We assume that we do a PCR on 3 ul sample. If for example you need to do a PCR on 5 ul sample, lower the nf-water by 2 ul. We also assume that Left Primer and Right primer are the same for all PCR reactions.

  • For 'n' PCR reactions, mix the following in a PCR tube
    • 12.5 ul Mastermix times n
    • 1.5 ul 25 mM MgCl2 times n
    • 6 ul nf-water times n
    • 1 ul Left Primer times n
    • 1 ul Right primer times n
  • Mix by pipetting and dispense 22 ul into n PCR tunes
  • To each PCR tube add 3 ul of your sample to be amplified
  • QuickSpin in microfuge to mix and place samples in PCR machine ( PCR machine should be ready to go and paused at 92 C for HotStart)

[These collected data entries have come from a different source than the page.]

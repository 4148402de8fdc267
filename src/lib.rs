pub mod cli;
pub mod config;
pub mod engine;
pub mod error;
pub mod output;
pub mod reorder;
pub mod scanner;

pub use error::{Result, StyleGuardError};

/// Exit code when every checked file is clean.
pub const EXIT_SUCCESS: i32 = 0;
/// Exit code when at least one finding survived filtering.
pub const EXIT_FINDINGS: i32 = 1;
/// Exit code for configuration or I/O errors.
pub const EXIT_CONFIG_ERROR: i32 = 2;

#[cfg(test)]
#[path = "lib_tests.rs"]
mod tests;
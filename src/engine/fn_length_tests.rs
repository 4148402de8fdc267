use super::*;

use crate::engine::{Category, ErrorSink, Finding, LintOptions};

const TEST_NORMAL_TRIGGER: usize = 10;
const TEST_TEST_TRIGGER: usize = 25;

fn track_lengths(source: &[String], verbose_level: u8) -> Vec<Finding> {
    let options = LintOptions {
        verbose_level: 0,
        filters: Vec::new(),
    };
    let mut sink = ErrorSink::new(&options);
    let clean_lines = CleansedLines::new(source);
    let mut tracker =
        FunctionLengthTracker::new().with_triggers(TEST_NORMAL_TRIGGER, TEST_TEST_TRIGGER);
    for linenum in 0..clean_lines.num_lines() {
        tracker.check_line(&clean_lines, linenum, verbose_level, &mut sink);
    }
    sink.into_findings()
}

fn owned(source: &[&str]) -> Vec<String> {
    source.iter().map(ToString::to_string).collect()
}

fn function_of(body_lines: usize) -> Vec<String> {
    let mut lines = vec!["void test(int x) {".to_string()];
    for _ in 0..body_lines {
        lines.push("  this_is_just_a_test();".to_string());
    }
    lines.push("}".to_string());
    lines
}

fn track_generated(body_lines: usize, verbose_level: u8) -> Vec<Finding> {
    track_lengths(&function_of(body_lines), verbose_level)
}

#[test]
fn body_at_the_trigger_is_clean() {
    assert!(track_generated(TEST_NORMAL_TRIGGER, 0).is_empty());
}

#[test]
fn body_just_over_the_trigger_is_flagged_at_level_zero() {
    let findings = track_generated(TEST_NORMAL_TRIGGER + 1, 0);
    assert_eq!(findings.len(), 1);
    assert_eq!(findings[0].category, Category::ReadabilityFnSize);
    assert_eq!(findings[0].confidence, 0);
    assert_eq!(
        findings[0].message,
        "Small and focused functions are preferred: test() has 11 non-comment lines \
         (error triggered by exceeding 10 lines)."
    );
}

#[test]
fn confidence_climbs_with_each_doubling() {
    // count/base = 2 -> level 1
    let findings = track_generated(2 * TEST_NORMAL_TRIGGER, 0);
    assert_eq!(findings.len(), 1);
    assert_eq!(findings[0].confidence, 1);

    // count/base = 4 -> level 2
    let findings = track_generated(4 * TEST_NORMAL_TRIGGER, 0);
    assert_eq!(findings[0].confidence, 2);
}

#[test]
fn verbosity_doubles_the_trigger() {
    // Over the base trigger but under the doubled one.
    assert!(track_generated(2 * TEST_NORMAL_TRIGGER - 2, 1).is_empty());
    let findings = track_generated(2 * TEST_NORMAL_TRIGGER + 1, 1);
    assert_eq!(findings.len(), 1);
    assert!(
        findings[0]
            .message
            .contains("(error triggered by exceeding 20 lines)")
    );
}

#[test]
fn declarations_and_one_liners_are_ignored() {
    assert!(track_lengths(&owned(&["void decl(int x);"]), 0).is_empty());
    assert!(track_lengths(&owned(&["void tiny() { return; }"]), 0).is_empty());
}

#[test]
fn all_caps_names_are_treated_as_macros() {
    let mut lines = vec!["MY_MACRO(arg)".to_string(), "{".to_string()];
    for _ in 0..20 {
        lines.push("  this_is_just_a_test();".to_string());
    }
    lines.push("}".to_string());
    assert!(track_lengths(&lines, 0).is_empty());
}

#[test]
fn test_macros_keep_their_parameter_list() {
    let mut lines = vec!["TEST_F(FixtureTest, Grows) {".to_string()];
    for _ in 0..=TEST_TEST_TRIGGER {
        lines.push("  EXPECT_TRUE(ok);".to_string());
    }
    lines.push("}".to_string());
    let findings = track_lengths(&lines, 0);
    assert_eq!(findings.len(), 1);
    assert_eq!(
        findings[0].message,
        format!(
            "Small and focused functions are preferred: TEST_F(FixtureTest, Grows) has {} \
             non-comment lines (error triggered by exceeding {TEST_TEST_TRIGGER} lines).",
            TEST_TEST_TRIGGER + 1
        )
    );
}

#[test]
fn test_functions_use_the_higher_trigger() {
    // Over the normal trigger but under the test trigger.
    let mut lines = vec!["TEST_F(FixtureTest, Fits) {".to_string()];
    for _ in 0..TEST_NORMAL_TRIGGER + 2 {
        lines.push("  EXPECT_TRUE(ok);".to_string());
    }
    lines.push("}".to_string());
    assert!(track_lengths(&lines, 0).is_empty());
}

#[test]
fn blank_and_comment_lines_do_not_count() {
    let mut lines = vec!["void test(int x) {".to_string()];
    for _ in 0..TEST_NORMAL_TRIGGER {
        lines.push("  this_is_just_a_test();".to_string());
        lines.push(String::new());
        lines.push("  // commentary".to_string());
    }
    lines.push("}".to_string());
    assert!(track_lengths(&lines, 0).is_empty());
}

#[test]
fn missing_function_body_is_reported() {
    let findings = track_lengths(&owned(&["void unfinished()"]), 0);
    assert_eq!(findings.len(), 1);
    assert_eq!(findings[0].category, Category::ReadabilityFnSize);
    assert_eq!(findings[0].confidence, 5);
    assert_eq!(
        findings[0].message,
        "Lint failed to find start of function body."
    );
    assert_eq!(findings[0].line, 0);
}

#[test]
fn qualified_names_are_reported_in_full() {
    let mut lines = vec![
        "my_namespace::MyType*".to_string(),
        "my_namespace::MyFunction(int arg1, char* arg2)".to_string(),
        "{".to_string(),
    ];
    for _ in 0..=TEST_NORMAL_TRIGGER {
        lines.push("  this_is_just_a_test();".to_string());
    }
    lines.push("}".to_string());
    let findings = track_lengths(&lines, 0);
    assert_eq!(findings.len(), 1);
    assert!(
        findings[0]
            .message
            .contains("my_namespace::MyFunction() has")
    );
}
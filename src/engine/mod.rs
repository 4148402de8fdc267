//! The checking engine: a pipeline of line-level heuristics over one
//! file at a time. No preprocessing or parsing happens anywhere; every
//! check works on cleansed views of the raw lines, and every problem
//! found is a [`Finding`], never an error.

mod category;
mod classes;
mod cleanse;
mod file_info;
mod fn_length;
mod header_guard;
mod includes;
mod iwyu;
mod sink;
mod suppress;

pub use category::Category;
pub use classes::ClassStructureTracker;
pub use cleanse::{CleansedLines, cleanse_comments, remove_multiline_comments};
pub use file_info::{FileInfo, drop_common_suffixes};
pub use fn_length::FunctionLengthTracker;
pub use header_guard::{check_for_header_guard, header_guard_variable};
pub use includes::{IncludeCategory, IncludeChecker, IncludeState, classify_include};
pub use iwyu::{FileReader, FsFileReader, IncludeWhatYouUseResolver};
pub use sink::{ErrorSink, FilterRule, Finding, LintOptions};
pub use suppress::SuppressionRegistry;

/// Padding the driver puts around the file's lines so that vector
/// indices and human 1-based line numbers coincide.
const LINE_NUMBER_MARKER: &str = "// marker so line numbers and indices both start at 1";

/// Checks one file's lines and returns its findings in discovery order.
///
/// All tracker state is created here and dropped here; nothing carries
/// over between files, so callers are free to run files in parallel.
#[must_use]
pub fn process_file_data(
    filename: &str,
    file_extension: &str,
    lines: &[String],
    options: &LintOptions,
    reader: &dyn FileReader,
) -> Vec<Finding> {
    let mut padded = Vec::with_capacity(lines.len() + 2);
    padded.push(LINE_NUMBER_MARKER.to_string());
    padded.extend(lines.iter().cloned());
    padded.push(LINE_NUMBER_MARKER.to_string());

    let mut sink = ErrorSink::new(options);

    if file_extension == "h" {
        check_for_header_guard(filename, &padded, &mut sink);
    }

    remove_multiline_comments(&mut padded, &mut sink);
    let clean_lines = CleansedLines::new(&padded);

    let file_info = FileInfo::new(filename);
    let include_checker = IncludeChecker::new();
    let mut include_state = IncludeState::new();
    let mut class_tracker = ClassStructureTracker::new();
    let mut fn_tracker = FunctionLengthTracker::new();

    for linenum in 0..clean_lines.num_lines() {
        sink.parse_nolint(&clean_lines.raw_lines[linenum], linenum);
        fn_tracker.check_line(&clean_lines, linenum, options.verbose_level, &mut sink);
        cleanse::check_for_multiline_comments_and_strings(&clean_lines, linenum, &mut sink);
        include_checker.check_line(
            &file_info,
            &clean_lines.lines[linenum],
            linenum,
            &mut include_state,
            &mut sink,
        );
        class_tracker.check_line(&clean_lines.lines[linenum], linenum, &mut sink);
    }
    class_tracker.check_finished(&mut sink);

    let resolver = IncludeWhatYouUseResolver::new();
    resolver.check(filename, &clean_lines, &include_state, &mut sink, reader);

    sink.into_findings()
}

#[cfg(test)]
#[path = "mod_tests.rs"]
mod tests;
//! Physical reordering of `#include` batches into the canonical section
//! order: own header, C system, C++ system, everything else.

use std::path::Path;

use indexmap::IndexMap;
use regex::Regex;

use crate::engine::{FileInfo, IncludeCategory, classify_include};
use crate::error::{Result, StyleGuardError};

/// Decides whether an include spelling names a file of this project.
/// Only used for the system-vs-project delimiter warnings, and
/// substitutable so tests need no real tree.
pub trait ProjectRootPredicate {
    fn is_project_file(&self, path: &str) -> bool;
}

/// A path is in-project when it exists as a file, or when its first
/// component exists as a directory (the file may be generated later).
pub struct FsProjectRoot;

impl ProjectRootPredicate for FsProjectRoot {
    fn is_project_file(&self, path: &str) -> bool {
        if Path::new(path).is_file() {
            return true;
        }
        let first = path.split(['/', '\\']).next().unwrap_or(path);
        Path::new(first).is_dir()
    }
}

/// One parsed `#include` line: the included name, its delimiter style,
/// and whatever trailed the closing delimiter (usually a comment).
#[derive(Debug, Clone, PartialEq, Eq)]
struct IncludeLine {
    name: String,
    is_system: bool,
    post_str: String,
}

impl IncludeLine {
    fn render(&self) -> String {
        if self.is_system {
            format!("#include <{}>{}", self.name, self.post_str)
        } else {
            format!("#include \"{}\"{}", self.name, self.post_str)
        }
    }
}

pub struct IncludeSorter {
    include_re: Regex,
}

impl Default for IncludeSorter {
    fn default() -> Self {
        Self::new()
    }
}

impl IncludeSorter {
    /// # Panics
    /// Panics if the built-in regex fails to compile.
    #[must_use]
    pub fn new() -> Self {
        Self {
            include_re: Regex::new(r#"^\s*#\s*include\s*([<"])\s*([^>"\s]*)\s*[>"](.*)$"#)
                .expect("Invalid regex"),
        }
    }

    /// Rewrites `lines`, replacing each contiguous batch of includes
    /// (blank lines do not end a batch) with its sorted sections. An
    /// include repeated with a different rendering aborts the file;
    /// `warnings` keeps whatever was collected up to that point.
    pub fn sort_includes(
        &self,
        filename: &str,
        lines: &[String],
        predicate: &dyn ProjectRootPredicate,
        warnings: &mut Vec<String>,
    ) -> Result<Vec<String>> {
        let mut batches = 0usize;
        let mut in_batch = false;
        let mut includes: IndexMap<String, IncludeLine> = IndexMap::new();
        let mut new_lines = Vec::with_capacity(lines.len());

        for (lnum, line) in lines.iter().enumerate() {
            if let Some(include) = self.parse_include(line) {
                if !in_batch {
                    batches += 1;
                    in_batch = true;
                }
                let key = include.name.to_lowercase();
                if let Some(previous) = includes.get(&key) {
                    if include.render() == previous.render() {
                        warnings.push(format!(
                            "\"{}\" included more than once (consistently) in \"{filename}:{}\": {}",
                            include.name,
                            lnum + 1,
                            include.render()
                        ));
                    } else {
                        return Err(StyleGuardError::InconsistentInclude {
                            include: include.name,
                            path: filename.into(),
                            line: lnum + 1,
                        });
                    }
                } else {
                    if predicate.is_project_file(&include.name) {
                        if include.is_system {
                            warnings.push(format!(
                                "\"{}\" looks like a project-file, but is included with <> \
                                 in \"{filename}:{}\": {}",
                                include.name,
                                lnum + 1,
                                include.render()
                            ));
                        }
                    } else if !include.is_system {
                        warnings.push(format!(
                            "\"{}\" looks like a system-file, but is included with \"\" \
                             in \"{filename}:{}\": {}",
                            include.name,
                            lnum + 1,
                            include.render()
                        ));
                    }
                    includes.insert(key, include);
                }
            } else {
                if in_batch {
                    if line.trim().is_empty() {
                        // Blank lines inside a batch are regenerated by the
                        // section layout.
                        continue;
                    }
                    in_batch = false;
                    new_lines.extend(Self::sort_batch(filename, &includes));
                    includes.clear();
                }
                new_lines.push(line.clone());
            }
        }
        if in_batch {
            new_lines.extend(Self::sort_batch(filename, &includes));
        }
        if batches > 1 {
            warnings.push(format!(
                "More than 1 batch of #include's in \"{filename}\""
            ));
        }
        Ok(new_lines)
    }

    fn parse_include(&self, line: &str) -> Option<IncludeLine> {
        if !line.trim_start().starts_with("#include") {
            return None;
        }
        let caps = self.include_re.captures(line)?;
        Some(IncludeLine {
            name: caps[2].to_string(),
            is_system: &caps[1] == "<",
            post_str: caps[3].to_string(),
        })
    }

    /// Sorts one batch case-insensitively by name and lays it out in
    /// sections, each non-empty section followed by one blank line.
    fn sort_batch(filename: &str, includes: &IndexMap<String, IncludeLine>) -> Vec<String> {
        const SECTIONS: [&[IncludeCategory]; 4] = [
            &[
                IncludeCategory::LikelyMyHeader,
                IncludeCategory::PossibleMyHeader,
            ],
            &[IncludeCategory::CSystem],
            &[IncludeCategory::CppSystem],
            &[IncludeCategory::Other],
        ];

        let file_info = FileInfo::new(filename);
        let mut keys: Vec<&String> = includes.keys().collect();
        keys.sort();

        let mut by_category: Vec<(IncludeCategory, String)> = Vec::new();
        for key in keys {
            let include = &includes[key];
            let mut category = classify_include(&file_info, &include.name, include.is_system);
            if matches!(
                category,
                IncludeCategory::LikelyMyHeader | IncludeCategory::PossibleMyHeader
            ) && !is_own_header(filename, &include.name)
            {
                category = IncludeCategory::Other;
            }
            by_category.push((category, include.render()));
        }

        let mut sorted = Vec::new();
        for section in SECTIONS {
            for (category, rendered) in &by_category {
                if section.contains(category) {
                    sorted.push(rendered.clone());
                }
            }
            if sorted.last().is_some_and(|line| !line.is_empty()) {
                sorted.push(String::new());
            }
        }
        sorted
    }
}

/// Whether `include` is the header `src_file` implements: equal stems,
/// with a `_test` suffix on the source ignored.
fn is_own_header(src_file: &str, include: &str) -> bool {
    let inc_pref = strip_extension(include);
    let src_pref = strip_extension(src_file);
    let src_pref = src_pref.strip_suffix("_test").unwrap_or(src_pref);
    inc_pref == src_pref
}

fn strip_extension(path: &str) -> &str {
    let base_start = path.rfind(['/', '\\']).map_or(0, |pos| pos + 1);
    match path[base_start..].rfind('.') {
        Some(pos) if pos > 0 => &path[..base_start + pos],
        _ => path,
    }
}

/// A minimal line diff: shared prefix and suffix are elided, the
/// differing middle is printed as `-`/`+` blocks with a little context.
#[must_use]
pub fn render_diff(filename: &str, before: &[String], after: &[String]) -> String {
    let common_prefix = before
        .iter()
        .zip(after.iter())
        .take_while(|(a, b)| a == b)
        .count();
    let mut common_suffix = 0;
    while common_suffix < before.len() - common_prefix
        && common_suffix < after.len() - common_prefix
        && before[before.len() - 1 - common_suffix] == after[after.len() - 1 - common_suffix]
    {
        common_suffix += 1;
    }

    let mut out = String::new();
    out.push_str(&format!("--- {filename} (before)\n"));
    out.push_str(&format!("+++ {filename} (after)\n"));
    out.push_str(&format!(
        "@@ -{},{} +{},{} @@\n",
        common_prefix + 1,
        before.len() - common_prefix - common_suffix,
        common_prefix + 1,
        after.len() - common_prefix - common_suffix,
    ));
    for line in &before[common_prefix..before.len() - common_suffix] {
        out.push_str(&format!("-{line}\n"));
    }
    for line in &after[common_prefix..after.len() - common_suffix] {
        out.push_str(&format!("+{line}\n"));
    }
    out
}

#[cfg(test)]
#[path = "reorder_tests.rs"]
mod tests;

Assume you have different primers for each reaction but using the same sample source, in that case you can proceed as follow:

  • For 'n' PCR reactions, mix the following in a PCR tube
    • 12.5 ul Mastermix times n
    • 1.5 ul 25 mM MgCl2 times n
    • 6 ul nf-water times n
    • 3 ul sample source times n
  • Mix by pipetting and dispense 23 ul into n PCR tunes
  • To each PCR tube add 1 ul of your specific Left and Right primer resp.
  • QuickSpin in microfuge to mix and place samples in PCR machine ( PCR machine should be ready to go and paused at 92 C for HotStart)

Basic PCR conditions

  • 94 C for 2 min
  • Cycle between the following steps
    • 94 C for 50 sec (=denaturation step)
    • 55 C for 50 sec (= annealing step for primers to latch on)
    • 72 C for 50 sec (=time for polymerase to anneal and extend the new strand)
    • repeat this for 38 cycles
  • Final Extension at 72 C for 5 minutes
  • Cool at 12 C for infinity (but remove ASAP for gel electrophoresis)

Rule of thumb is 1 minute extension for every 1 kB of DNA length. So if your expected band size is 250 bp, you can easily decrease Annealing and Extension to 30 seconds.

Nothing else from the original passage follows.